Now what the heck is an elephant stance.......?:rofl: 
(I have never heard of this term)

:asian:


----------



## jfarnsworth (Aug 11, 2002)

> _Originally posted by Goldendragon7 _
> 
> *
> 
> ...




I believe it's Mr. Planas' term for a wide horse. This is the same basic move that's in long 3. The wide horse then pull the foot towards the other back to regular width horse stance. I can't speak for him but from what I remember he may have nick named it an elephant stance.
Jason


----------



## Rob_Broad (Aug 11, 2002)

I have never heard of this elephant stance.  Has anyone else heard of this?


----------



## Kempojujutsu (Aug 11, 2002)

How about working rear naked choke, or working a rear tackle to name a couple.
Bob:asian:


----------



## Goldendragon7 (Aug 12, 2002)

> _Originally posted by Kempojujutsu _*
> How about working rear naked choke?
> *



What is that?


----------



## Rainman (Aug 12, 2002)

The attack that goes with escape from death.


:asian:


----------



## Kempojujutsu (Aug 12, 2002)

It is a choke that doesn't use any clothing to apply it. Done from the right side. Wrap right arm all the way around their nake grab your left bicep. Left arm goes behind their head and pushes  toward your right elbow. This way is more of a blood choke. I have seen people lay their forearm against the throat and apply this choke. But it's not as secured in the grip as the blood choke.
Bob:asian:


----------



## Goldendragon7 (Aug 12, 2002)

ok thanks


----------



## ProfessorKenpo (Aug 12, 2002)

> _Originally posted by Kempojujutsu _
> 
> *It is a choke that doesn't use any clothing to apply it. Done from the right side. Wrap right arm all the way around their nake grab your left bicep. Left arm goes behind their head and pushes  toward your right elbow. This way is more of a blood choke. I have seen people lay their forearm against the throat and apply this choke. But it's not as secured in the grip as the blood choke.
> Bob:asian: *



Only problem with the carotid choke is it can take up to 20 seconds to knock them out, but a tracheal choke takes about 1 second for them to feel it.    I go for the tracheal first then the carotid.

Have a great Kenpo day

Clyde


----------



## Kempojujutsu (Aug 12, 2002)

I usually pull them down backwards, getting them sitting down and put my chest to the back of there neck and get a neck crank with rear naked choke
Bob:asian:


----------



## Roland (Aug 12, 2002)

Just to 'describe' the DIFFERENCE between a regular horse and a wide hores stance, such as you might use in Long Form 3.
I do not think it is an actual martial arts, or kenpo, term, just a mental reference that any instructor might use to help explain certain items by relating them to something else.


----------



## kenpo3631 (Aug 13, 2002)

> _Originally posted by Rob_Broad _
> 
> *I have never heard of this elephant stance.  Has anyone else heard of this? *



It's for those with "girth"....:rofl: :rofl: :rofl:


----------



## Michael Billings (Aug 13, 2002)

....  

My favorite extesion following the check and left uppercut or punch (range?) is to:

While maintaining the right leg check, circle your left hand clockwise (small circle) and check the right arm down with the left hand (creating Borrowed Force) as you execute a right upward heel palm, fingers pointing toward 3:00 (similar to the heel palm in Flashing Wing), followed by an inward five finger claw to the face.  
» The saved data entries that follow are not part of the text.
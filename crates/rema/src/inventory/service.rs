use std::sync::Arc;
use std::time::Duration;

use chrono::Utc;
use serde::Serialize;
use tracing::{info, warn};

use super::catalog::{FilterOptionCatalog, FilterOptions, DEFAULT_FACET_TTL};
use super::domain::{Property, PropertyDraft, PropertyId, PropertyPatch, PropertyView};
use super::engine::InventoryQueryEngine;
use super::query::{InvalidQueryError, Page, QueryLimits, QuerySpec};
use super::repository::{PropertyRepository, RepositoryError};
use crate::config::InventoryConfig;
use crate::valuation::{
    FieldError, ListingKind, PropertyValuation, ValidationError, ValuationCategory,
    ValuationEngine,
};

pub const DEFAULT_SIMILAR_LIMIT: usize = 3;
pub const MAX_SIMILAR_LIMIT: usize = 10;
const SIMILAR_PRICE_BAND: (f64, f64) = (0.5, 1.5);

/// Deployment-level inventory settings.
#[derive(Debug, Clone)]
pub struct InventorySettings {
    pub currency: String,
    pub limits: QueryLimits,
    pub facet_cache_ttl: Duration,
}

impl InventorySettings {
    pub fn from_config(config: &InventoryConfig) -> Self {
        Self {
            currency: config.currency.clone(),
            limits: QueryLimits::new(config.default_page_size, config.max_page_size),
            facet_cache_ttl: config.facet_cache_ttl,
        }
    }
}

impl Default for InventorySettings {
    fn default() -> Self {
        Self {
            currency: "JOD".to_string(),
            limits: QueryLimits::default(),
            facet_cache_ttl: DEFAULT_FACET_TTL,
        }
    }
}

/// Listing counts for the admin dashboard.
#[derive(Debug, Clone, Copy, Default, PartialEq, Eq, Serialize)]
pub struct InventoryStats {
    pub total: usize,
    pub for_sale: usize,
    pub for_rent: usize,
    pub valued: usize,
    pub undervalued: usize,
    pub fair: usize,
    pub overvalued: usize,
}

/// One listing in a side-by-side comparison.
#[derive(Debug, Clone, PartialEq)]
pub struct ComparisonEntry {
    pub property: Property,
    pub price_per_sqm: Option<f64>,
}

#[derive(Debug, Clone, PartialEq)]
pub struct Comparison {
    pub entries: Vec<ComparisonEntry>,
    /// Listing with the lowest positive price per square meter.
    pub best_value: Option<PropertyId>,
}

impl Comparison {
    pub fn view(&self) -> ComparisonView<'_> {
        ComparisonView {
            properties: self
                .entries
                .iter()
                .map(|entry| ComparisonEntryView {
                    property: entry.property.view(),
                    price_per_sqm: entry.price_per_sqm.map(f64::round),
                })
                .collect(),
            best_value: self.best_value,
        }
    }
}

#[derive(Debug, Clone, Serialize)]
pub struct ComparisonView<'a> {
    pub properties: Vec<ComparisonEntryView<'a>>,
    pub best_value: Option<PropertyId>,
}

#[derive(Debug, Clone, Serialize)]
pub struct ComparisonEntryView<'a> {
    #[serde(flatten)]
    pub property: PropertyView<'a>,
    pub price_per_sqm: Option<f64>,
}

/// Outcome of recomputing every stored valuation.
#[derive(Debug, Clone, Copy, Default, PartialEq, Eq, Serialize)]
pub struct RevaluationSummary {
    /// Listings valued and written back.
    pub updated: usize,
    /// Listings the model could not price; their stale valuation was removed.
    pub cleared: usize,
    /// Listings that could not be written back, usually because they were deleted mid-run.
    pub failed: usize,
}

/// Service composing the repository, query engine, facet catalog and valuation engine.
pub struct InventoryService<R> {
    repository: Arc<R>,
    valuation: Arc<ValuationEngine>,
    queries: InventoryQueryEngine<R>,
    catalog: FilterOptionCatalog<R>,
    settings: InventorySettings,
}

impl<R> InventoryService<R>
where
    R: PropertyRepository + 'static,
{
    pub fn new(repository: Arc<R>, valuation: Arc<ValuationEngine>, settings: InventorySettings) -> Self {
        let queries = InventoryQueryEngine::new(repository.clone());
        let catalog = FilterOptionCatalog::new(repository.clone(), settings.facet_cache_ttl);
        Self {
            repository,
            valuation,
            queries,
            catalog,
            settings,
        }
    }

    pub fn limits(&self) -> &QueryLimits {
        &self.settings.limits
    }

    pub fn valuation_engine(&self) -> &ValuationEngine {
        &self.valuation
    }

    pub fn get(&self, id: PropertyId) -> Result<Property, InventoryServiceError> {
        let property = self.repository.fetch(id)?.ok_or(RepositoryError::NotFound)?;
        Ok(property)
    }

    pub fn all(&self) -> Result<Vec<Property>, InventoryServiceError> {
        Ok(self.repository.scan()?)
    }

    pub fn list_properties(&self, spec: &QuerySpec) -> Result<Page<Property>, InventoryServiceError> {
        self.check_paging(spec)?;
        Ok(self.queries.resolve(spec)?)
    }

    /// Undervalued listings ranked by discount, whatever view `spec` was built for.
    pub fn list_opportunities(&self, spec: &QuerySpec) -> Result<Page<Property>, InventoryServiceError> {
        let spec = spec.clone().into_opportunities();
        self.check_paging(&spec)?;
        Ok(self.queries.resolve(&spec)?)
    }

    fn check_paging(&self, spec: &QuerySpec) -> Result<(), InvalidQueryError> {
        if spec.page == 0 {
            return Err(InvalidQueryError::new("page", "must be at least 1"));
        }
        if spec.page_size == 0 || spec.page_size > self.settings.limits.max_page_size {
            return Err(InvalidQueryError::new(
                "page_size",
                format!("must be between 1 and {}", self.settings.limits.max_page_size),
            ));
        }
        Ok(())
    }

    /// Listings in the same city, preferring the same type, closest in price.
    pub fn similar(&self, id: PropertyId, limit: usize) -> Result<Vec<Property>, InventoryServiceError> {
        if !(1..=MAX_SIMILAR_LIMIT).contains(&limit) {
            return Err(InvalidQueryError::new(
                "limit",
                format!("must be between 1 and {MAX_SIMILAR_LIMIT}"),
            )
            .into());
        }

        let source = self.get(id)?;
        let mut candidates: Vec<Property> = self
            .repository
            .scan()?
            .into_iter()
            .filter(|candidate| candidate.id != source.id)
            .filter(|candidate| candidate.city.trim().eq_ignore_ascii_case(source.city.trim()))
            .collect();

        let same_type = candidates
            .iter()
            .filter(|candidate| candidate.property_type == source.property_type)
            .count();
        if same_type >= limit {
            candidates.retain(|candidate| candidate.property_type == source.property_type);
        }

        match source.listed_price() {
            Some(price) => {
                let (low, high) = (price * SIMILAR_PRICE_BAND.0, price * SIMILAR_PRICE_BAND.1);
                candidates.retain(|candidate| candidate.price >= low && candidate.price <= high);
                candidates.sort_by(|left, right| {
                    (left.price - price)
                        .abs()
                        .total_cmp(&(right.price - price).abs())
                        .then(left.id.cmp(&right.id))
                });
            }
            None => candidates.sort_by_key(|candidate| candidate.id),
        }

        candidates.truncate(limit);
        Ok(candidates)
    }

    /// Side-by-side view of 2 or 3 distinct listings; repeated ids count once.
    pub fn compare(&self, ids: &[PropertyId]) -> Result<Comparison, InventoryServiceError> {
        let mut distinct: Vec<PropertyId> = Vec::with_capacity(ids.len());
        for id in ids {
            if !distinct.contains(id) {
                distinct.push(*id);
            }
        }
        if !(2..=3).contains(&distinct.len()) {
            return Err(InvalidQueryError::new("ids", "compare takes 2 or 3 property ids").into());
        }

        let mut entries = Vec::with_capacity(distinct.len());
        for id in distinct {
            if let Some(property) = self.repository.fetch(id)? {
                let price_per_sqm = property.price_per_sqm();
                entries.push(ComparisonEntry {
                    property,
                    price_per_sqm,
                });
            }
        }

        if entries.len() < 2 {
            return Err(InvalidQueryError::new(
                "ids",
                "fewer than two of the requested properties exist",
            )
            .into());
        }

        let best_value = entries
            .iter()
            .filter_map(|entry| entry.price_per_sqm.map(|value| (entry.property.id, value)))
            .min_by(|left, right| left.1.total_cmp(&right.1))
            .map(|(id, _)| id);

        Ok(Comparison {
            entries,
            best_value,
        })
    }

    pub fn stats(&self) -> Result<InventoryStats, InventoryServiceError> {
        let mut stats = InventoryStats::default();
        for property in self.repository.scan()? {
            stats.total += 1;
            match property.listing {
                ListingKind::Sale => stats.for_sale += 1,
                ListingKind::Rent => stats.for_rent += 1,
            }
            if let Some(category) = property.category() {
                stats.valued += 1;
                match category {
                    ValuationCategory::Undervalued => stats.undervalued += 1,
                    ValuationCategory::Fair => stats.fair += 1,
                    ValuationCategory::Overvalued => stats.overvalued += 1,
                }
            }
        }
        Ok(stats)
    }

    pub fn filter_options(&self) -> Result<FilterOptions, InventoryServiceError> {
        Ok(self.catalog.options()?)
    }

    /// Validates, values and stores a new listing.
    pub fn create(&self, draft: PropertyDraft) -> Result<Property, InventoryServiceError> {
        let id = draft.id;
        let mut property = Property {
            id: id.unwrap_or(PropertyId(0)),
            city: draft.city.trim().to_string(),
            neighborhood: draft.neighborhood.trim().to_string(),
            property_type: draft.property_type,
            listing: draft.listing,
            surface_area: draft.surface_area,
            bedrooms: draft.bedrooms,
            bathrooms: draft.bathrooms,
            furnishing: draft.furnishing,
            floor: draft.floor.filter(|floor| !floor.trim().is_empty()),
            price: draft.price,
            currency: self.settings.currency.clone(),
            location: draft.location,
            description: draft.description,
            images: draft.images,
            created_at: draft.created_at.unwrap_or_else(Utc::now),
            valuation: None,
        };
        validate_property(&property)?;
        property.valuation = self.appraise(&property);

        let stored = self.repository.insert(id, property)?;
        self.catalog.invalidate()?;
        Ok(stored)
    }

    /// Applies `patch`, recomputing the valuation when price or a model input changed.
    pub fn update(&self, id: PropertyId, patch: PropertyPatch) -> Result<Property, InventoryServiceError> {
        let mut property = self.get(id)?;
        let revalue = patch.affects_valuation();
        patch.apply(&mut property);
        validate_property(&property)?;

        if revalue {
            property.valuation = self.appraise(&property);
        }

        self.repository.update(property.clone())?;
        self.catalog.invalidate()?;
        Ok(property)
    }

    pub fn delete(&self, id: PropertyId) -> Result<Property, InventoryServiceError> {
        let removed = self.repository.delete(id)?;
        self.catalog.invalidate()?;
        info!(property_id = %id, "property deleted");
        Ok(removed)
    }

    /// Recomputes every stored valuation with the current model.
    pub fn revalue_all(&self) -> Result<RevaluationSummary, InventoryServiceError> {
        let mut summary = RevaluationSummary::default();
        for mut property in self.repository.scan()? {
            property.valuation = self.appraise(&property);
            let valued = property.valuation.is_some();
            let id = property.id;

            match self.repository.update(property) {
                Ok(()) if valued => summary.updated += 1,
                Ok(()) => summary.cleared += 1,
                Err(RepositoryError::NotFound) => {
                    warn!(property_id = %id, "property vanished during revaluation");
                    summary.failed += 1;
                }
                Err(other) => return Err(other.into()),
            }
        }

        info!(
            updated = summary.updated,
            cleared = summary.cleared,
            failed = summary.failed,
            "inventory revalued"
        );
        Ok(summary)
    }

    /// Values a stored listing. Inference failures leave the valuation empty.
    fn appraise(&self, property: &Property) -> Option<PropertyValuation> {
        match self
            .valuation
            .value_features(&property.features(), property.listed_price())
        {
            Ok(valuation) => Some(valuation),
            Err(error) => {
                warn!(property_id = %property.id, %error, "listing could not be valued");
                None
            }
        }
    }
}

fn validate_property(property: &Property) -> Result<(), ValidationError> {
    let mut fields = Vec::new();
    if property.city.trim().is_empty() {
        fields.push(("city", "must not be empty"));
    }
    if !property.surface_area.is_finite() || property.surface_area <= 0.0 {
        fields.push(("surface_area", "must be a positive number"));
    }
    if !property.price.is_finite() || property.price < 0.0 {
        fields.push(("price", "must be a non-negative number"));
    }
    into_validation(fields)
}

fn into_validation(fields: Vec<(&'static str, &str)>) -> Result<(), ValidationError> {
    if fields.is_empty() {
        return Ok(());
    }
    Err(ValidationError {
        fields: fields
            .into_iter()
            .map(|(field, message)| FieldError {
                field,
                message: message.to_string(),
            })
            .collect(),
    })
}

/// Error raised by the inventory service.
#[derive(Debug, thiserror::Error)]
pub enum InventoryServiceError {
    #[error(transparent)]
    Validation(#[from] ValidationError),
    #[error(transparent)]
    InvalidQuery(#[from] InvalidQueryError),
    #[error(transparent)]
    Repository(#[from] RepositoryError),
}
Immediately execute a right thrusting sweep kick toward 7:30 against the opponent's right ankle, which you have had checked.  While sweeping the foot, execute a right outward back knuckle to any available target.  Utilize quarter-beat timing in gauging your strike. 

Continue to cover out.

-Michael
UKS-Texas


----------



## Chronuss (Aug 28, 2002)

after the left punch to the right kidney, I've found myself many-a-time grafting in Thundering Hammers just without the first left hand hammer.  You're already there and have their right leg checked and continue into the right hammerfist to the right kidney.  They're already bent over so you might as well give it to'em! (inside joke, hehe)


----------



## Seig (Aug 29, 2002)

Personally, after the punch contour up with the right into an uppercut driving the head back and then follow with a left wrist strike to the throat, craning the hand and pulling them down into a knee strike to the base of the skull.


----------